The surgical team should explain how the AR simulation is created and how the surgical plan will be based upon the simulation. Surgical Center, an FDA approved surgical planning software, is currently being used for all AR simulations at the Mt. Sinai School of Medicine. The software includes 3-D modeling of the brain, a patient-specific navigation system, and a non-distracting heads-up display. Using these technologies, surgeons can develop a tailored consultation based on types of surgery within the nervous system. AR simulation is increasing patient satisfaction and retention. For example, after using AR for patient consultation, patient satisfaction with (i.e., -Press Ganey Scores), and confidence in the surgical team was shown to increase. A pilot study at Stanford studied the effect of neurosurgical VR services on patient satisfaction and revealed that overall more positive evaluations of surgical experiences (Collins et al., 2018). Currently, a research study is underway to assess the effect(s) of AR simulation on several metrics of neurosurgical patient satisfaction due to AR. While contributory to an increased appreciation for, and relative value of the potential uses and benefit of AR-based neurosurgical simulations, there is also a need for large-scale randomized trials to further explore patient engagement, experience and satisfaction when using this technology.

Using VR With Local Field Potential Acquisition

Beyond surgical planning and patient orientation, VR can be used to simulate real-world environments while simultaneously studying neural signals. One problem with current methods for measuring and/or modulating brain activity has been movement artifacts that may obscure the signal. In combination with wireless chronic recording and stimulation devices such as Neuropace RNS, the Medtronic Percept, and the Medtronic RC+S, VR has facilitated the development of simulated tasks that are naturalistic and therefore more ecologically valid in order to study the neural signals relevant to DBS therapies in awake behaving humans (Collins et al., 2018).

To accomplish this goal, Topalovic et al. (2019) have developed a wireless control and synchronization system for the Neuropace RNS system using a Raspberry Pi equipped with network synchronization. This is a lightweight portable system including the Neuropace programmer and accessory that can communicate with the neurostimulator. While working on the synchronization system, a challenge arose due to telemetry-induced artifacts in scalp EEG. Although the artifacts could be filtered from the signal, it was more beneficial to utilize a custom USB switch to turn off telemetry after the recordings start. This procedure prevented injecting artifacts into the neural recordings. Layered atop the synchronization system and VR was the latitude to add external biometrics using eye-tracking and inertia sensors to capture the comprehensive behavioral data simultaneously during neural recordings.

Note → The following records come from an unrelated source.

//! Error handling for encoder operations
//!
//! This module defines the error types used throughout the encoder.
//! It uses thiserror for ergonomic error handling and provides context-specific
//! error variants.

pub use crate::common::GifError;
pub use crate::common::Result;
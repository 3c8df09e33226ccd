//! Per-session encoder state
//!
//! Holds everything an open session owns across frames: the palette copy,
//! the previous-frame buffer used for delta comparison, and the LZW
//! dictionary arena reused by every frame.

use super::{bits::BlockWriter, delta::DeltaFrame, header, lzw::LzwCompressor, lzw::LzwStats};
use crate::common::{EncoderOptions, GifError, Result, TRANSPARENT_INDEX};
use crate::palette::Palette;
use std::io::Write;

/// Result of encoding one frame
#[derive(Debug, Default, Clone, Copy, PartialEq, Eq)]
pub(crate) struct FrameStats {
    /// Pixels carried over from the previous frame
    pub(crate) transparent_pixels: usize,
    /// Compressor statistics
    pub(crate) lzw: LzwStats,
    /// Compressed bytes, excluding block length prefixes
    pub(crate) compressed_bytes: usize,
    /// Data sub-blocks written
    pub(crate) blocks: usize,
}

/// Owned state of an open encoder session
#[derive(Debug)]
pub(crate) struct EncoderState {
    /// Logical screen width
    pub(crate) width: u16,
    /// Logical screen height
    pub(crate) height: u16,
    /// Palette shared by every frame
    pub(crate) palette: Palette,
    /// Colors currently on screen
    pub(crate) previous: DeltaFrame,
    /// No frame has been written yet
    pub(crate) first_frame: bool,
    /// Session configuration
    pub(crate) options: EncoderOptions,
    compressor: LzwCompressor,
}

impl EncoderState {
    /// Create the state for a `width` x `height` animation
    pub(crate) fn new(width: u16, height: u16, palette: &Palette, options: EncoderOptions) -> Self {
        Self {
            width,
            height,
            palette: palette.clone(),
            previous: DeltaFrame::new(width, height),
            first_frame: true,
            options,
            compressor: LzwCompressor::new(palette.bit_depth()),
        }
    }

    /// Validate an indexed frame against the session
    pub(crate) fn check_frame(&self, pixels: &[u8], width: u16, height: u16) -> Result<()> {
        if (width, height) != (self.width, self.height) {
            return Err(GifError::DimensionMismatch {
                expected: (self.width, self.height),
                actual: (width, height),
            });
        }

        let expected = width as usize * height as usize;
        if pixels.len() != expected {
            return Err(GifError::BufferLength {
                expected,
                actual: pixels.len(),
            });
        }

        if self.options.strict_transparency {
            if let Some(position) = pixels.iter().position(|&i| i == TRANSPARENT_INDEX) {
                return Err(GifError::ReservedIndex { position });
            }
        }

        self.palette.check_indices(pixels)
    }

    /// Delta-encode `pixels` and write the frame blocks
    ///
    /// The frame must already have passed `check_frame`.
    pub(crate) fn encode_frame<W: Write>(
        &mut self,
        writer: &mut W,
        pixels: &[u8],
        delay: u16,
    ) -> Result<FrameStats> {
        let transparent_pixels =
            self.previous.apply_unchecked(!self.first_frame, pixels, &self.palette);
        self.first_frame = false;

        header::write_graphic_control(writer, delay)?;
        header::write_image_descriptor(writer, 0, 0, self.width, self.height)?;
        writer.write_all(&[self.compressor.min_code_size()])?;

        let mut blocks = BlockWriter::new(writer);
        let lzw = self.compressor.compress(self.previous.indices(), &mut blocks)?;
        let (compressed_bytes, blocks) = blocks.finish()?;

        Ok(FrameStats {
            transparent_pixels,
            lzw,
            compressed_bytes,
            blocks,
        })
    }
}
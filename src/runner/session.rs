//! A simulation session: a seeded board plus the render/wait/advance loop

use super::pacer::Pacer;
use super::seed::{clock_seed, seeded_rng};
use crate::config::Settings;
use crate::error::GridError;
use crate::game_of_life::{populate, Alphabet, Grid, Simulator};
use anyhow::{Context, Result};
use serde::Serialize;
use std::fmt;
use std::io::Write;

/// ANSI sequence that clears the terminal and homes the cursor.
pub const CLEAR_SCREEN: &str = "\x1b[2J\x1b[H";

/// Why [`Session::run`] returned.
#[derive(Debug, Clone, Copy, PartialEq, Eq)]
pub enum StopReason {
    /// The pacer reported a failed wait
    WaitFailed,
    GenerationLimit,
    /// Board repeated itself with period 1 or 2
    Stable,
}

impl fmt::Display for StopReason {
    fn fmt(&self, f: &mut fmt::Formatter<'_>) -> fmt::Result {
        let text = match self {
            StopReason::WaitFailed => "wait interrupted",
            StopReason::GenerationLimit => "generation limit reached",
            StopReason::Stable => "board is stable",
        };
        f.write_str(text)
    }
}

#[derive(Debug, Clone, PartialEq, Eq)]
pub struct RunSummary {
    pub seed: u64,
    pub generations: u64,
    pub final_living: usize,
    pub stop: StopReason,
}

impl fmt::Display for RunSummary {
    fn fmt(&self, f: &mut fmt::Formatter<'_>) -> fmt::Result {
        writeln!(f, "Run Summary:")?;
        writeln!(f, "  Seed: {}", self.seed)?;
        writeln!(f, "  Generations: {}", self.generations)?;
        writeln!(f, "  Living cells: {}", self.final_living)?;
        write!(f, "  Stopped: {}", self.stop)
    }
}

/// One rendered generation, as emitted by the `step` command.
#[derive(Debug, Clone, PartialEq, Eq, Serialize)]
pub struct Frame {
    pub generation: u64,
    pub rows: u16,
    pub cols: u16,
    pub living: usize,
    pub rows_text: Vec<String>,
}

impl Frame {
    pub fn capture(generation: u64, grid: &Grid, alphabet: &Alphabet) -> Result<Self, GridError> {
        let text = grid.render(alphabet)?;
        let rows_text = if grid.rows() == 0 {
            Vec::new()
        } else {
            text.split('\n').map(str::to_owned).collect()
        };

        Ok(Self {
            generation,
            rows: grid.rows(),
            cols: grid.cols(),
            living: grid.living_count(),
            rows_text,
        })
    }
}

pub struct Session {
    grid: Grid,
    settings: Settings,
    seed: u64,
    generation: u64,
}

impl Session {
    /// Create and populate the board described by `settings`.
    ///
    /// The RNG is seeded once here, from `seed.value` or the system clock.
    pub fn new(settings: Settings) -> Result<Self> {
        settings.validate().context("Configuration validation failed")?;

        let seed = settings.seed.value.unwrap_or_else(clock_seed);
        let mut grid = Grid::new(settings.grid.rows, settings.grid.cols)
            .context("Failed to create grid")?;
        let mut rng = seeded_rng(seed);
        populate(&mut grid, settings.seed.pattern, &mut rng)
            .context("Failed to populate grid")?;

        Ok(Self {
            grid,
            settings,
            seed,
            generation: 0,
        })
    }

    pub fn grid(&self) -> &Grid {
        &self.grid
    }

    pub fn seed(&self) -> u64 {
        self.seed
    }

    pub fn generation(&self) -> u64 {
        self.generation
    }

    pub fn settings(&self) -> &Settings {
        &self.settings
    }

    /// Render the current board with the configured alphabet
    pub fn render(&self) -> Result<String> {
        self.grid
            .render(&self.settings.render.alphabet)
            .with_context(|| format!("Failed to render generation {}", self.generation))
    }

    /// Advance one generation
    pub fn step(&mut self) -> Result<()> {
        Simulator::advance(&mut self.grid)
            .with_context(|| format!("Failed to advance generation {}", self.generation))?;
        self.generation += 1;
        Ok(())
    }

    /// Call `f` on the current board and then after each of `count` advances.
    pub fn for_each_generation<F>(&mut self, count: u64, mut f: F) -> Result<()>
    where
        F: FnMut(u64, &Grid) -> Result<()>,
    {
        f(self.generation, &self.grid)?;
        for _ in 0..count {
            self.step()?;
            f(self.generation, &self.grid)?;
        }
        Ok(())
    }

    /// Capture the current board and `count` following generations
    pub fn frames(&mut self, count: u64) -> Result<Vec<Frame>> {
        let alphabet = self.settings.render.alphabet;
        let mut frames = Vec::new();
        self.for_each_generation(count, |generation, grid| {
            frames.push(Frame::capture(generation, grid, &alphabet)?);
            Ok(())
        })?;
        Ok(frames)
    }

    /// Run the animation loop: render, write, wait, advance, clear.
    ///
    /// Ends when the pacer fails, the generation limit is reached, or (with
    /// `stop_when_stable`) the board repeats. Render and advance errors are
    /// returned immediately. The board is released before returning.
    pub fn run<W: Write, P: Pacer>(mut self, out: &mut W, pacer: &mut P) -> Result<RunSummary> {
        let max_generations = self.settings.runner.max_generations;
        let detect_stable = self.settings.runner.stop_when_stable;
        let clear_screen = self.settings.render.clear_screen;

        // board one generation before `before`, kept for period-2 detection
        let mut previous: Option<Grid> = None;
        let mut stable = false;

        let stop = loop {
            let frame = self.render()?;
            writeln!(out, "{}", frame).context("Failed to write frame")?;
            out.flush().context("Failed to flush output")?;

            if max_generations.is_some_and(|max| self.generation >= max) {
                break StopReason::GenerationLimit;
            }
            if stable {
                break StopReason::Stable;
            }
            if pacer.wait().is_err() {
                break StopReason::WaitFailed;
            }

            let before = if detect_stable {
                Some(self.grid.duplicate().context("Failed to snapshot board")?)
            } else {
                None
            };
            self.step()?;

            if let Some(before) = before {
                stable = self.grid == before || previous.as_ref() == Some(&self.grid);
                previous = Some(before);
            }

            if clear_screen {
                write!(out, "{}", CLEAR_SCREEN).context("Failed to clear screen")?;
            }
        };

        let summary = RunSummary {
            seed: self.seed,
            generations: self.generation,
            final_living: self.grid.living_count(),
            stop,
        };
        self.grid.destroy();
        Ok(summary)
    }
}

This system is not specific to the Neuropace RNS system, and it can be adjusted for use in another system by simply connecting the sensing program to a Raspberry Pi interface. This procedure allows for full integration. We have found this system to be capable of integrating VR and LFPs. Additionally, Aghajan et al recently published their work using VR/AR in combination with Neuropace RNS to study spatial memory (Aghajan et al., 2017). This platform enables novel methods to study intracranial EEG activities during freely moving tasks with naturalistic behavior under experimental control.

Advances in Commercial Technology and Future Directions

Towards Adaptive Therapies in DBS

In recent years, DBS technology has evolved to improve patients’ clinical outcomes and experience and interactions with the device. There are several mechanisms that can be employed to improve patient results, including calibration (optimizing parameters for specific patients and symptoms), lead localization, and the use of adaptive (closed-loop) technology. We opine that the improvement of aDBS applications will be particularly important—and necessary—to bridge this technology from research into clinical practice.

aDBS uses a marker to potentially trigger multiple stimulation parameters to improve the outcomes of stimulation. An example of this technology is provided by a Medtronic system, the Percept PC+S, that is capable of aDBS approaches for both research and clinical applications. The device offers state-of-the-art stimulation capabilities and includes a sensing engine for recording during stimulation. The device was designed to offer flexible configurations and real-time recording with longer telemetry distances. The device is smaller than other units and has longer battery life. Utilizing the PC+S real-time sensing and controlling capabilities allows aDBS applications. However, iterative evidence of efficacy will be required to clear this system for clinical use.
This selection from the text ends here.